Well, think the other way around: if reality didn't keep the relationship between ratios as a coherent structure, it would be a soup of pure timeless randomness, producing lots of short lived Boltzmann's brains... so, we wouldn't notice.
I remember reading of a theory that kind of said that in any large enough random set, over long periods of time, you can identify clusters which will have consistent and predictable behaviors, but only within the bounds of the cluster and for a set period of time, eventually drifting to something else.
I thought there was mathematical backing of this observation.
Which means it could all be just random, but we happen to exist at such a small scale within it all, and for such a short period, that we're able to find laws applicable to our pocket and our time period that appear to be true and can predict behavior.

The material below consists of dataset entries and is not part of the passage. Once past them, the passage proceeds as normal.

use std::collections::{BTreeMap, HashSet};

use tracing::debug;

use crate::error::{Error, Result};
use crate::statement::{ParseOutcome, RedirectMode, Statement};
use crate::tokenizer::{strip_quotes, Tokenizer, COMMENT_CHAR, QUOTES};

/// The pipe operator.
pub const PIPE_CHAR: char = '|';
/// The redirection operator character; doubled for append.
pub const REDIRECT_CHAR: char = '>';
/// Default statement terminator.
pub const DEFAULT_TERMINATOR: char = ';';

fn is_operator(token: &str) -> bool {
    token == "|" || token == ">" || token == ">>"
}

/// Parses one logical command line into a [`Statement`].
///
/// Holds the fixed special syntax (quotes, terminators, comment marker,
/// redirection operators), the shortcut table, and the alias table. Aliases
/// and shortcuts are resolved during parsing, before tokenization.
pub struct StatementParser {
    terminators: Vec<char>,
    multiline_commands: Vec<String>,
    /// Longest-prefix-first `(prefix, expansion)` pairs.
    shortcuts: Vec<(String, String)>,
    aliases: BTreeMap<String, String>,
    tokenizer: Tokenizer,
}

impl Default for StatementParser {
    fn default() -> Self {
        Self::new(vec![DEFAULT_TERMINATOR], Vec::new(), Vec::new())
    }
}

impl StatementParser {
    /// Create a parser with the given terminators, multiline-capable command
    /// names, and shortcut table.
    pub fn new(
        terminators: Vec<char>,
        multiline_commands: Vec<String>,
        mut shortcuts: Vec<(String, String)>,
    ) -> Self {
        // Longest prefix first so "@@" wins over "@".
        shortcuts.sort_by(|a, b| b.0.len().cmp(&a.0.len()));

        let mut punctuation: Vec<char> = terminators.clone();
        punctuation.push(PIPE_CHAR);
        punctuation.push(REDIRECT_CHAR);

        StatementParser {
            terminators,
            multiline_commands,
            shortcuts,
            aliases: BTreeMap::new(),
            tokenizer: Tokenizer::new(punctuation),
        }
    }

    // ── Alias table ──

    /// Set an alias, returning true when an existing one was overwritten.
    pub fn set_alias(&mut self, name: &str, value: &str) -> bool {
        self.aliases
            .insert(name.to_string(), value.to_string())
            .is_some()
    }

    pub fn remove_alias(&mut self, name: &str) -> bool {
        self.aliases.remove(name).is_some()
    }

    pub fn clear_aliases(&mut self) {
        self.aliases.clear();
    }

    pub fn aliases(&self) -> &BTreeMap<String, String> {
        &self.aliases
    }

    pub fn has_alias(&self, name: &str) -> bool {
        self.aliases.contains_key(name)
    }

    // ── Name validation ──

    /// Check that `name` can serve as a command, alias, or macro name.
    ///
    /// Run once at interpreter construction for every registered command, and
    /// again whenever an alias or macro is created.
    pub fn validate_name(&self, name: &str) -> Result<()> {
        if name.is_empty() {
            return Err(Error::InvalidName("cannot be an empty string".to_string()));
        }
        for (prefix, _) in &self.shortcuts {
            if name.starts_with(prefix.as_str()) {
                return Err(Error::InvalidName(format!(
                    "cannot start with a shortcut: {prefix}"
                )));
            }
        }
        let special = |c: char| {
            c.is_whitespace()
                || QUOTES.contains(&c)
                || self.terminators.contains(&c)
                || c == PIPE_CHAR
                || c == REDIRECT_CHAR
                || c == COMMENT_CHAR
        };
        if name.chars().any(special) {
            return Err(Error::InvalidName(
                "cannot contain whitespace, quotes, or operator characters".to_string(),
            ));
        }
        Ok(())
    }

    // ── Completion hooks ──

    /// Tokenize for a completion collaborator: unclosed quotes are tolerated
    /// and a trailing empty token marks the cursor position after whitespace.
    pub fn split_for_completion(&self, line: &str) -> Vec<String> {
        self.tokenizer.split_for_completion(&self.expand(line))
    }

    // ── Parsing ──

    /// Parse `line` into a [`Statement`], resolving shortcuts and aliases.
    ///
    /// Returns [`ParseOutcome::Empty`] when no command remains after parsing
    /// (blank input, bare terminator, comment-only line).
    pub fn parse(&self, line: &str) -> Result<ParseOutcome> {
        let expanded = self.expand(line);
        let tokens = self.tokenizer.split(&expanded)?;

        // A trailing linefeed acts as an implicit terminator: it is how a
        // blank continuation line ends a terminator-less multiline statement.
        let newline_terminated = expanded.ends_with('\n');

        let is_terminator = |t: &String| {
            let mut chars = t.chars();
            matches!((chars.next(), chars.next()), (Some(c), None) if self.terminators.contains(&c))
        };

        let mut terminator = String::new();
        let mut suffix = String::new();
        let (command_tokens, op_tokens): (Vec<String>, Vec<String>) =
            if let Some(pos) = tokens.iter().position(is_terminator) {
                terminator = tokens[pos].clone();
                let rest = &tokens[pos + 1..];
                let op_start = rest
                    .iter()
                    .position(|t| is_operator(t))
                    .unwrap_or(rest.len());
                suffix = rest[..op_start].join(" ");
                (tokens[..pos].to_vec(), rest[op_start..].to_vec())
            } else {
                if newline_terminated {
                    terminator = "\n".to_string();
                }
                let op_start = tokens
                    .iter()
                    .position(|t| is_operator(t))
                    .unwrap_or(tokens.len());
                (tokens[..op_start].to_vec(), tokens[op_start..].to_vec())
            };

        let mut pipe_to = String::new();
        let mut output = RedirectMode::None;
        let mut output_to = String::new();

        if let Some(op) = op_tokens.first() {
            let rest = &op_tokens[1..];
            if op == "|" {
                if rest.is_empty() || rest[0] == "|" {
                    return Err(Error::Syntax("nothing to pipe to".to_string()));
                }
                pipe_to = rest.join(" ");
            } else {
                output = if op == ">>" {
                    RedirectMode::Append
                } else {
                    RedirectMode::Truncate
                };
                if rest.iter().any(|t| is_operator(t)) {
                    return Err(Error::Syntax(
                        "multiple redirection operators on one statement".to_string(),
                    ));
                }
                output_to = rest.join(" ");
            }
        }

        let Some(command) = command_tokens.first().cloned() else {
            return Ok(ParseOutcome::Empty);
        };
        let command = strip_quotes(&command);
        let arg_list = command_tokens[1..].to_vec();

        let statement = Statement {
            raw: line.to_string(),
            args: arg_list.join(" "),
            arg_list,
            multiline_command: self.multiline_tag(&command),
            command,
            terminator,
            suffix,
            pipe_to,
            output,
            output_to,
        };
        debug!(
            command = %statement.command,
            terminator = ?statement.terminator,
            pipe_to = %statement.pipe_to,
            output_to = %statement.output_to,
            "parsed statement"
        );
        Ok(ParseOutcome::Statement(statement))
    }

    /// Extract only the command name and argument text, without validating
    /// quoting or redirection. Used for lightweight command-name lookups:
    /// tab completion and the continuation loop's multiline check.
    pub fn parse_command_only(&self, line: &str) -> Statement {
        let expanded = self.expand(line);
        let trimmed = expanded.trim_start();
        let (command, args) = match trimmed.split_once(char::is_whitespace) {
            Some((command, rest)) => (command.to_string(), rest.trim().to_string()),
            None => (trimmed.to_string(), String::new()),
        };
        Statement {
            raw: line.to_string(),
            args,
            multiline_command: self.multiline_tag(&command),
            command,
            ..Statement::default()
        }
    }

    fn multiline_tag(&self, command: &str) -> String {
        if self.multiline_commands.iter().any(|c| c == command) {
            command.to_string()
        } else {
            String::new()
        }
    }

    /// Apply shortcut and alias expansion to a line before tokenization.
    ///
    /// A shortcut is replaced once by longest-prefix match. Aliases are
    /// expanded repeatedly until the command word is not an alias, with each
    /// alias applied at most once so self-referential aliases cannot loop.
    fn expand(&self, line: &str) -> String {
        let mut line = line.trim_start().to_string();

        for (prefix, expansion) in &self.shortcuts {
            if line.starts_with(prefix.as_str()) {
                line = format!("{} {}", expansion, &line[prefix.len()..]);
                break;
            }
        }

        let mut seen: HashSet<String> = HashSet::new();
        loop {
            let Some(first) = line.split_whitespace().next().map(str::to_string) else {
                break;
            };
            match self.aliases.get(&first) {
                Some(value) if !seen.contains(&first) => {
                    seen.insert(first.clone());
                    let rest = line[first.len()..].to_string();
                    line = format!("{value}{rest}");
                }
                _ => break,
            }
        }
        line
    }
}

Definitely interesting. I dislike thinking about such things though. I've been stuck on this one for a while:
Descartes posited, "I think, therefore I am" as a reassurance of our existence in a given moment. While this anchors our immediate awareness in some semblance of reality, it doesn't necessarily offer solace regarding the past or the future.
Imagine, if you will, an expansive universe characterized by its sheer randomness and chaos, existing for eons. If, in such a universe, a consciousness can spontaneously emerge and dissolve—much like a fleeting set of physics—how can we be certain of its duration? Does it persist for a lifetime, or does it flicker for just a moment?
Our memories might suggest a continuous existence, but what if they are merely ripples in this vast sea of randomness? It's an unsettling thought: could it be that we exist only in the fleeting now, borne from the precise alignment of countless variables just to perceive this very instant? And that perhaps, a moment ago or a moment hence, we simply weren't and won't be?
While such thoughts might be disconcerting, their implications are, in a way, irrelevant. Even if I could unequivocally prove this transient nature of existence, our ephemeral consciousness would barely have time to grasp it. Our understanding would be obliterated, only to be replaced by another random state.
And yet, if this fleeting moment is all we have, I'm honoured that you spent it reading this randomly generated comment. Not that you had much choice in the matter.
I think it was Shakespeare who said: it was the best of times, it was the blurst of times.